#### What you will do
In the entries below, how many lines contain "anyhow"? Answer with the number and nothing else.

#### The records
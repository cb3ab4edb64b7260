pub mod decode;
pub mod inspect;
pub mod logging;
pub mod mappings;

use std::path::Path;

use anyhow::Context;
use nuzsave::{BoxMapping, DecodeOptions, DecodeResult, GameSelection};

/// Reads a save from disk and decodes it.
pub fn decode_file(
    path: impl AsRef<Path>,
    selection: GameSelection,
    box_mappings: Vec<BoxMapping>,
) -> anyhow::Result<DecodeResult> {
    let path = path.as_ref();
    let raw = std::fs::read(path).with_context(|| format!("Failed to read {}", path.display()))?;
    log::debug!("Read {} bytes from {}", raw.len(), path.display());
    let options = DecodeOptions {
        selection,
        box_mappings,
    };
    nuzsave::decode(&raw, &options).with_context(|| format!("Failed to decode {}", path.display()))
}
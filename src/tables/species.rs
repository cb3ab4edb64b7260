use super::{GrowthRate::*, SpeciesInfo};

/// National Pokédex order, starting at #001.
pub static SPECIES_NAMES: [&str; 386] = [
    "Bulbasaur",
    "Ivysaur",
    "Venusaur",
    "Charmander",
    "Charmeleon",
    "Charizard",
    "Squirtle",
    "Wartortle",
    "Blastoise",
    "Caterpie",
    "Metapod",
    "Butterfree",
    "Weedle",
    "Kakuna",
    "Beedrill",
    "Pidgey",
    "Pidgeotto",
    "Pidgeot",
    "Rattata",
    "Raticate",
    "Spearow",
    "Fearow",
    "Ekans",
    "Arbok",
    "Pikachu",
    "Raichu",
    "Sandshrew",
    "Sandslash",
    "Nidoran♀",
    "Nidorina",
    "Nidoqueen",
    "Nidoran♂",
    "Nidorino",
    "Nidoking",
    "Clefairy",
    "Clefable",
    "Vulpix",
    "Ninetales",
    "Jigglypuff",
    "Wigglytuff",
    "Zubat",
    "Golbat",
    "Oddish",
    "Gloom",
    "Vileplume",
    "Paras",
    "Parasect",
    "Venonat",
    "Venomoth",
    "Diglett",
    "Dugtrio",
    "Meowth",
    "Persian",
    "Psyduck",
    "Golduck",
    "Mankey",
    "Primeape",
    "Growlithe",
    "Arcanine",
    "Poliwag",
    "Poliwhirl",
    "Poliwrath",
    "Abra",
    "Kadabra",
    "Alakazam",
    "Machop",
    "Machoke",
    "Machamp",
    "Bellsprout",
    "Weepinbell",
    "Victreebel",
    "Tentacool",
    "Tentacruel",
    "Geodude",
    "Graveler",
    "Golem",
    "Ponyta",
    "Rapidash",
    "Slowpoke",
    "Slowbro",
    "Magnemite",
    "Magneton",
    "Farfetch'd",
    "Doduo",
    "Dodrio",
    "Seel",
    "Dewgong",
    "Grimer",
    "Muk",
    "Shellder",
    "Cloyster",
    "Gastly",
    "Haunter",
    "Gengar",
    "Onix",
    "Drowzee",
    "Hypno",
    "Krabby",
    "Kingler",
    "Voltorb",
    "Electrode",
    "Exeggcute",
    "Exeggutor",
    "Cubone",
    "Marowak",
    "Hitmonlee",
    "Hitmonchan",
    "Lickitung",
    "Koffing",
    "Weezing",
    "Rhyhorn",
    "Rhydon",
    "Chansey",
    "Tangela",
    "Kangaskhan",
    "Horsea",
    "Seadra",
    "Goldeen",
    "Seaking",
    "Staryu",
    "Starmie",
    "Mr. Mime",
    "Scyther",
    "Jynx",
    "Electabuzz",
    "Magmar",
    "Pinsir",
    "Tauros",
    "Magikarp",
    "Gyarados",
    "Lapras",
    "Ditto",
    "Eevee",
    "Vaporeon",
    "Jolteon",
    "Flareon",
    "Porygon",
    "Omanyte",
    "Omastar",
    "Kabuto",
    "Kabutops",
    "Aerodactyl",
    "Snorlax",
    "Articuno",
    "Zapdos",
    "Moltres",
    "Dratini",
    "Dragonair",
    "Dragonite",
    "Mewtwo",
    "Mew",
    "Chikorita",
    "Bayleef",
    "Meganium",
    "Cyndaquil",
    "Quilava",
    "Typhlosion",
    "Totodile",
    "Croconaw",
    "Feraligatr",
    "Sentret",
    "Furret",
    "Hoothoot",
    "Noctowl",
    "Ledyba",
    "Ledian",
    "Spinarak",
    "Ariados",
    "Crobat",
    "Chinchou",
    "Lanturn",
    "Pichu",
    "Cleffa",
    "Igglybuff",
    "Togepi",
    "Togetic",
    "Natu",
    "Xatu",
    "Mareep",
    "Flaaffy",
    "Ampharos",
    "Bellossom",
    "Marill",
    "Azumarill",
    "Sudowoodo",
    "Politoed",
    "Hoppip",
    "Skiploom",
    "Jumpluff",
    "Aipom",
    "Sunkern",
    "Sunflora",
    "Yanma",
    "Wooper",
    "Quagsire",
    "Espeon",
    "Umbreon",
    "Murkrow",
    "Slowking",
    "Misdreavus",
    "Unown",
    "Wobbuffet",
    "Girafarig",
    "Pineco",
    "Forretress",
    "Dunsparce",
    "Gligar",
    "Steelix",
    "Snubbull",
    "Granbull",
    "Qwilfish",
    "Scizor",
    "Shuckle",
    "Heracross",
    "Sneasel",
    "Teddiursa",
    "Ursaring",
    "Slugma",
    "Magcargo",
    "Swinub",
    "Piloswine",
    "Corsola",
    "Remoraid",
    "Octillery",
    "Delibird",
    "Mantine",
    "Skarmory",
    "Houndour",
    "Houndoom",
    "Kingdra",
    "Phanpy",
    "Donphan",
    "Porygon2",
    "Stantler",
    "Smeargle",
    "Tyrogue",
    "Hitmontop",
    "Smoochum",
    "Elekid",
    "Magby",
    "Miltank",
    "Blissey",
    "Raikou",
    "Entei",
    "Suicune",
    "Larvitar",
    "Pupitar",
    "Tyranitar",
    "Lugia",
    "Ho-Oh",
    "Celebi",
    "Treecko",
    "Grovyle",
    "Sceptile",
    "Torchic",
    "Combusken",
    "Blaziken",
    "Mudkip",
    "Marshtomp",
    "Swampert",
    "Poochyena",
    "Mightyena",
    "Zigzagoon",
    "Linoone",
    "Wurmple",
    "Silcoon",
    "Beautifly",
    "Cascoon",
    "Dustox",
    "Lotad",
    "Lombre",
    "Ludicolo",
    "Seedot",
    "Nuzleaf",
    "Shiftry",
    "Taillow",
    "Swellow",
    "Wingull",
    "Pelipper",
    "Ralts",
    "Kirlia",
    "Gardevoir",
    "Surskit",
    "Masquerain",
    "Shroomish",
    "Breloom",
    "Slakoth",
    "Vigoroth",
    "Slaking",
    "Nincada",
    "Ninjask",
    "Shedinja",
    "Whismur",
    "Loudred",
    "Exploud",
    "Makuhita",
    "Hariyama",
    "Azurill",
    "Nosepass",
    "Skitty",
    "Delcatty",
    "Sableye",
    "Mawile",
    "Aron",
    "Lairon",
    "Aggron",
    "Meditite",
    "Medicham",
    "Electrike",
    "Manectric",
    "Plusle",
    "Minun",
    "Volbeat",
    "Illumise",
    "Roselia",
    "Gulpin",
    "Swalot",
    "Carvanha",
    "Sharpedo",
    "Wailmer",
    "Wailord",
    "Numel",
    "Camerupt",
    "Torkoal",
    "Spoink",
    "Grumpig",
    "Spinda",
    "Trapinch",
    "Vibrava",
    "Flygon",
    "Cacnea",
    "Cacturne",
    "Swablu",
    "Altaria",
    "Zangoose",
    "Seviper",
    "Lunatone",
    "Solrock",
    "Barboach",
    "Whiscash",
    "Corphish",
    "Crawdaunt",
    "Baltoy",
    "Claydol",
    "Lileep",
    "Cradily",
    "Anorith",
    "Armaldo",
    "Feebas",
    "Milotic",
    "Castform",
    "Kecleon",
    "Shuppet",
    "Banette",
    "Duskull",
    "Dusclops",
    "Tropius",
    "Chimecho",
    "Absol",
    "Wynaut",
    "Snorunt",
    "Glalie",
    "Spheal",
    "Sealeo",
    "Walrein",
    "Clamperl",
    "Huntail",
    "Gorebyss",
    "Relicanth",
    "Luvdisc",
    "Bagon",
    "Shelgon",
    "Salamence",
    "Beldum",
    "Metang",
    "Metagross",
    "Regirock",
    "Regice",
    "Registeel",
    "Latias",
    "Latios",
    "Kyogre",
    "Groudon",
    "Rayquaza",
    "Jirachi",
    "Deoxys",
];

#### Solution for this exercise
2